Pour Claude Simon Mimouni, reprenant l'expression de Luther, c'est surtout du fait que cette lettre ne « montre pas le Christ, contrairement à l'épître aux Romains et l'Évangile selon Jean, qu'elle est qualifiée "de paille" ». Selon lui, cette épître pour laquelle rien ne s'oppose à l'attribution à Jacques, le « Frère du Seigneur », n'est de paille que relativement à ces deux textes. Au contraire, il relève que cette lettre pose « un large regard sur certains aspects de la vie des communautés chrétiennes ». Il souligne que le grec de la lettre est considéré comme l'un des meilleurs de tous les écrits incorporés au Nouveau Testament. Son vocabulaire, toujours précis, est riche en hapax legomena : il en dénombre 63, dont 45 dérivent de la Septante (ou LXX), 18 sont inédits, 4 sont absents de tous les écrits de la koinè. Le style est excellent, tant du point de vue de la grammaire que de la syntaxe. Selon Claude Simon Mimouni, ce texte « doit être considéré comme un témoin important de la pensée du « Frère du Seigneur » et aussi de la communauté chrétienne d'origine judéenne de Jérusalem »[8].

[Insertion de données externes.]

// Progress reporting for installs and downloads, detached from the window layer.
use super::*;

pub const INSTALL_PROGRESS_EVENT: &str = "downloader://install-progress";
pub const DOWNLOAD_PROGRESS_EVENT: &str = "downloader://download-progress";

#[derive(Debug, Clone, PartialEq, Serialize)]
#[serde(rename_all = "camelCase")]
pub struct InstallProgressEvent {
    pub task: String,
    pub title: String,
    pub status: String,
    pub message: String,
    pub detail: Option<String>,
    pub progress: Option<f32>,
}

/// Milestones of a download. The percentages are fixed.
#[derive(Debug, Clone, Copy, PartialEq, Eq, PartialOrd, Ord, Serialize)]
#[serde(rename_all = "camelCase")]
pub enum DownloadStage {
    Started,
    FirstStreamDone,
    StreamsDone,
    MuxDone,
    CleanupDone,
    Finished,
}

impl DownloadStage {
    pub fn percent(self) -> u8 {
        match self {
            Self::Started => 0,
            Self::FirstStreamDone => 10,
            Self::StreamsDone => 60,
            Self::MuxDone => 90,
            Self::CleanupDone => 99,
            Self::Finished => 100,
        }
    }

    fn message(self) -> &'static str {
        match self {
            Self::Started => "Starting download...",
            Self::FirstStreamDone => "Audio stream downloaded.",
            Self::StreamsDone => "Video stream downloaded.",
            Self::MuxDone => "Streams combined.",
            Self::CleanupDone => "Temporary files removed.",
            Self::Finished => "Download complete.",
        }
    }
}

#[derive(Debug, Clone, PartialEq, Serialize)]
#[serde(rename_all = "camelCase")]
pub struct DownloadProgressEvent {
    pub task: String,
    pub stage: DownloadStage,
    pub percent: u8,
    pub message: String,
}

/// Receiver for progress updates. The desktop shell forwards them as window
/// events; headless callers can log or collect them.
pub trait ProgressSink: Send + Sync {
    fn install_progress(&self, event: InstallProgressEvent);
    fn download_progress(&self, event: DownloadProgressEvent);
}

/// Writes progress to the log.
#[derive(Debug, Default, Clone, Copy)]
pub struct LogProgressSink;

impl ProgressSink for LogProgressSink {
    fn install_progress(&self, event: InstallProgressEvent) {
        log::info!(
            "[{}] {} {}: {}",
            event.task,
            event.title,
            event.status,
            event.message
        );
    }

    fn download_progress(&self, event: DownloadProgressEvent) {
        log::info!("[{}] {}% {}", event.task, event.percent, event.message);
    }
}

#[cfg(feature = "gui")]
impl<R: tauri::Runtime> ProgressSink for tauri::AppHandle<R> {
    fn install_progress(&self, event: InstallProgressEvent) {
        use tauri::Emitter;
        if let Err(error) = self.emit(INSTALL_PROGRESS_EVENT, event) {
            log::warn!("Failed to emit install progress: {error}");
        }
    }

    fn download_progress(&self, event: DownloadProgressEvent) {
        use tauri::Emitter;
        if let Err(error) = self.emit(DOWNLOAD_PROGRESS_EVENT, event) {
            log::warn!("Failed to emit download progress: {error}");
        }
    }
}

pub(super) fn task_title(task: &str) -> &'static str {
    match task {
        "ytdlp" => "yt-dlp",
        "probe" => "Video formats",
        "download" => "Video download",
        _ => "Tooling",
    }
}

pub(super) fn emit_install_progress(
    sink: &dyn ProgressSink,
    task: &str,
    status: &str,
    message: &str,
    progress: Option<f32>,
) {
    emit_install_progress_with_detail(sink, task, status, message, None, progress);
}

pub(super) fn emit_install_progress_with_detail(
    sink: &dyn ProgressSink,
    task: &str,
    status: &str,
    message: &str,
    detail: Option<String>,
    progress: Option<f32>,
) {
    sink.install_progress(InstallProgressEvent {
        task: task.to_string(),
        title: task_title(task).to_string(),
        status: status.to_string(),
        message: message.to_string(),
        detail,
        progress: progress.map(|value| value.clamp(0.0, 1.0)),
    });
}

pub(super) fn emit_download_stage(sink: &dyn ProgressSink, task: &str, stage: DownloadStage) {
    sink.download_progress(DownloadProgressEvent {
        task: task.to_string(),
        stage,
        percent: stage.percent(),
        message: stage.message().to_string(),
    });
}
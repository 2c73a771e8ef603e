// Picker entries for the UI and validation of the user's stream choice.
use super::*;
use std::collections::HashMap;

const BEST_VIDEO_SELECTOR: &str = "bestvideo[ext!=webm]";
const BEST_AUDIO_SELECTOR: &str = "bestaudio[ext!=webm]";
const WEBM_CONTAINER: &str = "webm";

#[derive(Debug, Clone, PartialEq, Serialize)]
#[serde(rename_all = "camelCase")]
pub struct FormatChoice {
    pub format_id: String,
    pub itag: i64,
    pub label: String,
}

#[derive(Debug, Clone, PartialEq, Eq, Serialize, Deserialize)]
#[serde(tag = "mode", rename_all = "camelCase")]
pub enum DownloadSelection {
    Best,
    #[serde(rename_all = "camelCase")]
    Custom {
        video_format_id: String,
        audio_format_id: String,
    },
}

impl DownloadSelection {
    /// Nothing picked means best quality; a half-picked pair is rejected.
    pub fn from_picks(video: Option<&str>, audio: Option<&str>) -> Result<Self, String> {
        let video = non_empty(video);
        let audio = non_empty(audio);
        match (video, audio) {
            (None, None) => Ok(Self::Best),
            (Some(video), Some(audio)) => Ok(Self::Custom {
                video_format_id: video.to_string(),
                audio_format_id: audio.to_string(),
            }),
            _ => Err("Select video and audio quality".to_string()),
        }
    }

    pub fn is_custom(&self) -> bool {
        matches!(self, Self::Custom { .. })
    }

    /// yt-dlp `-f` selectors for the video and audio downloads.
    pub fn selectors(&self) -> (&str, &str) {
        match self {
            Self::Best => (BEST_VIDEO_SELECTOR, BEST_AUDIO_SELECTOR),
            Self::Custom {
                video_format_id,
                audio_format_id,
            } => (video_format_id.as_str(), audio_format_id.as_str()),
        }
    }
}

fn number_text(value: Option<f64>) -> String {
    value
        .filter(|value| *value > 0.0)
        .map(|value| value.to_string())
        .unwrap_or_default()
}

fn display_or_mime<'a>(value: Option<&'a str>, format: &'a StreamFormat) -> &'a str {
    non_empty(value).unwrap_or(format.mime_type.as_str())
}

/// Collapses duplicates: a repeated key keeps the slot of its first
/// occurrence and takes the value of its last.
fn dedupe_by_key<'a, F>(
    formats: impl Iterator<Item = &'a StreamFormat>,
    key: F,
) -> Vec<&'a StreamFormat>
where
    F: Fn(&StreamFormat) -> String,
{
    let mut slots: HashMap<String, usize> = HashMap::new();
    let mut unique: Vec<&StreamFormat> = Vec::new();
    for format in formats {
        let slot_key = key(format);
        match slots.get(&slot_key).copied() {
            Some(index) => unique[index] = format,
            None => {
                slots.insert(slot_key, unique.len());
                unique.push(format);
            }
        }
    }
    unique
}

pub fn video_choices(formats: &[StreamFormat]) -> Vec<FormatChoice> {
    let candidates = formats
        .iter()
        .filter(|format| format.kind() == StreamKind::VideoOnly);
    dedupe_by_key(candidates, |format| {
        format!(
            "{}|{}|{}|{}",
            display_or_mime(Some(format.quality_label.as_str()), format),
            number_text(format.fps),
            format.container,
            format.codecs
        )
    })
    .into_iter()
    .map(|format| {
        let fps = number_text(format.fps);
        let fps = if fps.is_empty() { fps } else { format!("{fps}fps") };
        FormatChoice {
            format_id: format.format_id.clone(),
            itag: format.itag,
            label: format!(
                "{} | {} | {} | {}",
                display_or_mime(Some(format.quality_label.as_str()), format),
                fps,
                format.container,
                format.codecs
            ),
        }
    })
    .collect()
}

pub fn audio_choices(formats: &[StreamFormat]) -> Vec<FormatChoice> {
    let candidates = formats
        .iter()
        .filter(|format| format.kind() == StreamKind::AudioOnly);
    dedupe_by_key(candidates, |format| {
        format!(
            "{}|{}|{}|{}",
            display_or_mime(format.audio_quality.as_deref(), format),
            format.container,
            format.codecs,
            number_text(Some(format.bitrate))
        )
    })
    .into_iter()
    .map(|format| {
        let bitrate = if format.bitrate > 0.0 {
            format!("{}kbps", format.bitrate.round() as i64)
        } else {
            String::new()
        };
        FormatChoice {
            format_id: format.format_id.clone(),
            itag: format.itag,
            label: format!(
                "{} | {} | {} | {}",
                display_or_mime(format.audio_quality.as_deref(), format),
                format.container,
                format.codecs,
                bitrate
            ),
        }
    })
    .collect()
}

fn is_webm(format: &StreamFormat) -> bool {
    format.container.eq_ignore_ascii_case(WEBM_CONTAINER)
}

fn best_of_kind(formats: &[StreamFormat], kind: StreamKind) -> Option<&StreamFormat> {
    formats
        .iter()
        .rev()
        .find(|format| format.kind() == kind && !is_webm(format))
}

/// The streams the best-quality selectors resolve to: yt-dlp lists formats
/// worst first, so this is the last non-webm video-only and audio-only entry.
/// Ranking keeps that order within each kind.
pub fn default_pair(formats: &[StreamFormat]) -> Option<(&StreamFormat, &StreamFormat)> {
    let video = best_of_kind(formats, StreamKind::VideoOnly)?;
    let audio = best_of_kind(formats, StreamKind::AudioOnly)?;
    Some((video, audio))
}
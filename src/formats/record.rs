// Typed view of one yt-dlp format entry, decoded once per record.
use super::*;

pub(crate) const NO_STREAM_SENTINEL: &str = "none";

/// Format identifier as yt-dlp reports it: usually text (`"137"`, `"251-drc"`,
/// `"hls-1080p"`), occasionally a bare number.
#[derive(Debug, Clone, PartialEq, Deserialize)]
#[serde(untagged)]
pub enum RawIdentifier {
    Integer(i64),
    Float(f64),
    Text(String),
}

impl RawIdentifier {
    pub fn as_text(&self) -> String {
        match self {
            Self::Integer(value) => value.to_string(),
            Self::Float(value) => value.to_string(),
            Self::Text(value) => value.trim().to_string(),
        }
    }

    /// Leading-integer parse: `"251-drc"` gives 251, `"hls-1080p"` gives 0.
    pub fn leading_integer(&self) -> i64 {
        match self {
            Self::Integer(value) => *value,
            Self::Float(value) if value.is_finite() => value.trunc() as i64,
            Self::Float(_) => 0,
            Self::Text(value) => parse_leading_integer(value),
        }
    }
}

pub(crate) fn parse_leading_integer(value: &str) -> i64 {
    let trimmed = value.trim_start();
    let (sign, digits) = match trimmed.strip_prefix('-') {
        Some(rest) => (-1, rest),
        None => (1, trimmed.strip_prefix('+').unwrap_or(trimmed)),
    };
    let end = digits
        .find(|ch: char| !ch.is_ascii_digit())
        .unwrap_or(digits.len());
    digits[..end]
        .parse::<i64>()
        .map(|parsed| parsed * sign)
        .unwrap_or(0)
}

#[derive(Debug, Clone, Default, PartialEq, Deserialize)]
pub struct RawFormatRecord {
    pub format_id: Option<RawIdentifier>,
    pub ext: Option<String>,
    pub vcodec: Option<String>,
    pub acodec: Option<String>,
    pub width: Option<u32>,
    pub height: Option<u32>,
    pub fps: Option<f64>,
    pub tbr: Option<f64>,
    pub abr: Option<f64>,
    pub vbr: Option<f64>,
    pub audio_channels: Option<u32>,
    pub dynamic_range: Option<String>,
    pub filesize: Option<f64>,
    pub filesize_approx: Option<f64>,
    pub format_note: Option<String>,
}

impl RawFormatRecord {
    /// Decodes one entry of the `formats` array. Any field holding the wrong
    /// JSON type makes the whole record malformed.
    pub fn from_value(value: &Value) -> Result<Self, String> {
        Self::deserialize(value).map_err(|error| format!("Malformed format record: {error}"))
    }

    pub fn kind(&self) -> StreamKind {
        StreamKind::from_flags(
            codec_tag(self.vcodec.as_deref()).is_some(),
            codec_tag(self.acodec.as_deref()).is_some(),
        )
    }

    pub fn video_codec(&self) -> Option<&str> {
        codec_tag(self.vcodec.as_deref())
    }

    pub fn audio_codec(&self) -> Option<&str> {
        codec_tag(self.acodec.as_deref())
    }

    pub fn container(&self) -> String {
        non_empty(self.ext.as_deref())
            .map(str::to_string)
            .unwrap_or_default()
    }

    pub fn format_id_text(&self) -> String {
        self.format_id
            .as_ref()
            .map(RawIdentifier::as_text)
            .unwrap_or_default()
    }

    pub fn itag(&self) -> i64 {
        self.format_id
            .as_ref()
            .map(RawIdentifier::leading_integer)
            .unwrap_or(0)
    }

    pub fn note(&self) -> Option<&str> {
        non_empty(self.format_note.as_deref())
    }
}

pub(crate) fn non_empty(value: Option<&str>) -> Option<&str> {
    value.map(str::trim).filter(|value| !value.is_empty())
}

/// A codec tag counts only when it is non-empty and not the `none` sentinel.
pub(crate) fn codec_tag(value: Option<&str>) -> Option<&str> {
    non_empty(value).filter(|tag| !tag.eq_ignore_ascii_case(NO_STREAM_SENTINEL))
}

Sur le plan de la prédication morale, Claude Simon Mimouni considère que la lettre entretient des relations avec les écrits grecs stoïciens et avec la morale grecque (Sénèque et Epictète). Les affinités avec les écrits judéens le relient aux textes sapientiaux. L'auteur de l'épître utilise ces derniers pour en tirer des leçons de morale pratique. Il rappelle aussi les enseignements de Jésus de Nazareth. Pour Mimouni : « On y retrouve, en effet, sans cesse la pensée du Messie Jésus, moins par mode de citations expresses tirées d'une tradition écrite que par utilisation d'une tradition orale. [...] L'auteur de cette lettre apparaît comme un sage plutôt chrétien d'origine judéenne [...] qui repense de façon originale les maximes de la sagesse judéenne traditionnelle en fonction de l'accomplissement messianique représenté par Jésus, et ce selon une perspective apocalyptique. »[8]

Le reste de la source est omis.